§ **WHAT THE EXERCISE ASKS**:
Exactly the lines below from the one with "for a suggestion." up to and including the one with "normalized.push(canonical);" make up the answer, with nothing else added.

§ **RECORDS FOR THIS EXERCISE**:
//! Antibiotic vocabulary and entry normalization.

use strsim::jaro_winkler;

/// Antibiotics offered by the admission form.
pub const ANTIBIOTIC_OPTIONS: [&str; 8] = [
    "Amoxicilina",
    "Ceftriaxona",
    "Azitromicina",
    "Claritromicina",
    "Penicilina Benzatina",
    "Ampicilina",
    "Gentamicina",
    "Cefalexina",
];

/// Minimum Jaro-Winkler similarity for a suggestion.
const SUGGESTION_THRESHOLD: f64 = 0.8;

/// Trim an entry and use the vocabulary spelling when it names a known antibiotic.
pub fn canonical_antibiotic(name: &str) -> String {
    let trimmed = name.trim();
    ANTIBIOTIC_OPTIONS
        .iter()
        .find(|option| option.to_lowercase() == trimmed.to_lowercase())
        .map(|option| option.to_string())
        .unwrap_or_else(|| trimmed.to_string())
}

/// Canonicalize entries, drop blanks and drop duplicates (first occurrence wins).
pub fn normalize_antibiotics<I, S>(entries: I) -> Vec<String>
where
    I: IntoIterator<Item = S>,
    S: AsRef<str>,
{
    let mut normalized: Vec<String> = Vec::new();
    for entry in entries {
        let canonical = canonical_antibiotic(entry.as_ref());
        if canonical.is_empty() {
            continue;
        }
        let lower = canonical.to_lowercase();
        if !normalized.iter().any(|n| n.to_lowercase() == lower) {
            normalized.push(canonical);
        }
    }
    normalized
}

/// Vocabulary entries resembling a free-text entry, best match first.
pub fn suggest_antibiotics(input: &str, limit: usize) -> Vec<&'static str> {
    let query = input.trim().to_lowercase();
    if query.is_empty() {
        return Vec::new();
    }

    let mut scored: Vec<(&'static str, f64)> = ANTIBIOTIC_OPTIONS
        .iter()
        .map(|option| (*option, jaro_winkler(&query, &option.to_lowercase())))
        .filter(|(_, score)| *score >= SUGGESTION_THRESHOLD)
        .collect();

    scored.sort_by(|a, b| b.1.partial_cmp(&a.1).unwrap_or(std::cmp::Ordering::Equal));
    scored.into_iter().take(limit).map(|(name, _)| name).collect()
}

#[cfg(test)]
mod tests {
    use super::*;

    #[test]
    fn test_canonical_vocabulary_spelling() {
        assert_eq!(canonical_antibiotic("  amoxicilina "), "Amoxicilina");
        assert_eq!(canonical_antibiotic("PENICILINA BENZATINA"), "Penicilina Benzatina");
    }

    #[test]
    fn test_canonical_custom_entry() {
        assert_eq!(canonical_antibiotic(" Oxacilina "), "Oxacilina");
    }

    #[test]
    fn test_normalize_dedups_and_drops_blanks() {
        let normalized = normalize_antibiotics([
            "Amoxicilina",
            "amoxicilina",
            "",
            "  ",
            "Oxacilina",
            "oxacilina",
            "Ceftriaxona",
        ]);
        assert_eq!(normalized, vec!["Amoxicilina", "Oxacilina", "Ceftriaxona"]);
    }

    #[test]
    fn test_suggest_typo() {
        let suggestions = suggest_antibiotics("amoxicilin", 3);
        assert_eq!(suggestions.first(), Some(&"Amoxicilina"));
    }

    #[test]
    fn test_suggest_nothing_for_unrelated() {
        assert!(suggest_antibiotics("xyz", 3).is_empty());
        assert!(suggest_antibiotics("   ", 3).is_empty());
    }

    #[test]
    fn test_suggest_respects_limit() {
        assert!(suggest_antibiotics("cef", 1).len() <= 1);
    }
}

--

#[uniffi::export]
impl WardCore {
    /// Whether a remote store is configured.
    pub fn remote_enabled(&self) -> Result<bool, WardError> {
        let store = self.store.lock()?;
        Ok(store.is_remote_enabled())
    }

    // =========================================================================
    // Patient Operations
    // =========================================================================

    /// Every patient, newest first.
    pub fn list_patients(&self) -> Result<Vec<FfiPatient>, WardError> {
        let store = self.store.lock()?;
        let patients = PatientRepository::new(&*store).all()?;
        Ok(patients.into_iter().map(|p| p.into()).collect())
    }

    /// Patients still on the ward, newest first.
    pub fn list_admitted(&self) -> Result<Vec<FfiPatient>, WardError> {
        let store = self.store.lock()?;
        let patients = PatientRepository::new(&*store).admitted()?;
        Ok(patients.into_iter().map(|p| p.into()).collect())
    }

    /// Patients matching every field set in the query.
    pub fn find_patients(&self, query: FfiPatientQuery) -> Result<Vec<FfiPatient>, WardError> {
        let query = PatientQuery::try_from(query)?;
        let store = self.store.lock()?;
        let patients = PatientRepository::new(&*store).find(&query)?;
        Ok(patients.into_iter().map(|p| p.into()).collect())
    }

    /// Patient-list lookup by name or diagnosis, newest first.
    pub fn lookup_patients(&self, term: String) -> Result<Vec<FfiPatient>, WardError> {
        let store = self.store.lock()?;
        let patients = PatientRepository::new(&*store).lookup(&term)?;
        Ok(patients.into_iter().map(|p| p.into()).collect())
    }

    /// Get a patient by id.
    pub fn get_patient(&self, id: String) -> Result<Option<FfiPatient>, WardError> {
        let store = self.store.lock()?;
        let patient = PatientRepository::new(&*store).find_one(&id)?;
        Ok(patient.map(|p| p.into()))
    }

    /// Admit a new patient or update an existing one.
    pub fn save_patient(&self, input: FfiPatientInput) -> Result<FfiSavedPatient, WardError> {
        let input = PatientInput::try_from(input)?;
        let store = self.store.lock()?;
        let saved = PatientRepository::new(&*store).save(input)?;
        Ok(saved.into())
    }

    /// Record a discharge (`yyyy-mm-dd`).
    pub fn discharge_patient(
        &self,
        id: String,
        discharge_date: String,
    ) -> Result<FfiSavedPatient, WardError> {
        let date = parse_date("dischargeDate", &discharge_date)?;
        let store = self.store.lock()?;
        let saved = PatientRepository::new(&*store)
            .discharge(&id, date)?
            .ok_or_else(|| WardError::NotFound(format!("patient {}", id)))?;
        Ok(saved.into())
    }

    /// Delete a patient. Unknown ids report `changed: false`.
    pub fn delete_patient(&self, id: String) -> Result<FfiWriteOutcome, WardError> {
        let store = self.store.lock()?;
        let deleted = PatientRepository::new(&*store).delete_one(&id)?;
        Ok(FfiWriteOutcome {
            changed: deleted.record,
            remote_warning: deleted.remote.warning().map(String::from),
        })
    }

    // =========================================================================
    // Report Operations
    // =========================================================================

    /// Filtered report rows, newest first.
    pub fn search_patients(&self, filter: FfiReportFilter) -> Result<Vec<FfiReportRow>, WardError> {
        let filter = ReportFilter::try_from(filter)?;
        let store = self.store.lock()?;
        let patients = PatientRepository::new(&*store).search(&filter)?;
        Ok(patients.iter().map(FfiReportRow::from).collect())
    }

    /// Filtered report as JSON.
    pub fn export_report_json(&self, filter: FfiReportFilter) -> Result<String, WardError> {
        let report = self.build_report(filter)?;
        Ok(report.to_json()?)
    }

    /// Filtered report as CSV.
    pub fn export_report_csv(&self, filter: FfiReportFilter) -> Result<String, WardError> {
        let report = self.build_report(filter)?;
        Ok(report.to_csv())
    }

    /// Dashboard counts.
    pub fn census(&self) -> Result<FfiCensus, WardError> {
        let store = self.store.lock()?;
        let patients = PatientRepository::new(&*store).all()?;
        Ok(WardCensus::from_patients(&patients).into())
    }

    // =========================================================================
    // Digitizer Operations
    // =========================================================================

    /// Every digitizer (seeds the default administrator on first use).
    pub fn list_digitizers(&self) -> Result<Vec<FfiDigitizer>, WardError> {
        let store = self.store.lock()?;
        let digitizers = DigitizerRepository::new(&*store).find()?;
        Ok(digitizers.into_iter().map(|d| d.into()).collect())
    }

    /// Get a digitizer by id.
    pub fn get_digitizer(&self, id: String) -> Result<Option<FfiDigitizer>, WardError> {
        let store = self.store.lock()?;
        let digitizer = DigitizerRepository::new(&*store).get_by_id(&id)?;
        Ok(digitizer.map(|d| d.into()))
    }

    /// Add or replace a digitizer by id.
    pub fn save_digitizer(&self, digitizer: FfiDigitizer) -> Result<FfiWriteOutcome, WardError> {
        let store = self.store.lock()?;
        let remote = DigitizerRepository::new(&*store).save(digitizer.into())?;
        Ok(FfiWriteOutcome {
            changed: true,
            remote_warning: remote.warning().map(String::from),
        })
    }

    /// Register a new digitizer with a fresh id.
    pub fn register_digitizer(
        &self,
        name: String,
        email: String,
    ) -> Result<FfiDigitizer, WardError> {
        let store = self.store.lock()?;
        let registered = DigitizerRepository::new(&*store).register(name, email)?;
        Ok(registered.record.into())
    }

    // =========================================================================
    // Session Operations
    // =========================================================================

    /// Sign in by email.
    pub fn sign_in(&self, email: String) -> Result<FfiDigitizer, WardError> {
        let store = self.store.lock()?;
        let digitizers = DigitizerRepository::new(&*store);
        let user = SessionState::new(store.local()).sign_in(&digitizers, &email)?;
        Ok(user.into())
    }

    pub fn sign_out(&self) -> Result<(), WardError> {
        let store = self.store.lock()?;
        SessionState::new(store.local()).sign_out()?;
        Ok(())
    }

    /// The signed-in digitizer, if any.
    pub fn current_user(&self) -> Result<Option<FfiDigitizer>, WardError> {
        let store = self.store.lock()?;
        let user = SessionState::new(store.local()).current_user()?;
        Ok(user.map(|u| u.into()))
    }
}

§ **RESULT**:
/// Minimum Jaro-Winkler similarity for a suggestion.
const SUGGESTION_THRESHOLD: f64 = 0.8;

/// Trim an entry and use the vocabulary spelling when it names a known antibiotic.
pub fn canonical_antibiotic(name: &str) -> String {
    let trimmed = name.trim();
    ANTIBIOTIC_OPTIONS
        .iter()
        .find(|option| option.to_lowercase() == trimmed.to_lowercase())
        .map(|option| option.to_string())
        .unwrap_or_else(|| trimmed.to_string())
}

/// Canonicalize entries, drop blanks and drop duplicates (first occurrence wins).
pub fn normalize_antibiotics<I, S>(entries: I) -> Vec<String>
where
    I: IntoIterator<Item = S>,
    S: AsRef<str>,
{
    let mut normalized: Vec<String> = Vec::new();
    for entry in entries {
        let canonical = canonical_antibiotic(entry.as_ref());
        if canonical.is_empty() {
            continue;
        }
        let lower = canonical.to_lowercase();
        if !normalized.iter().any(|n| n.to_lowercase() == lower) {
            normalized.push(canonical);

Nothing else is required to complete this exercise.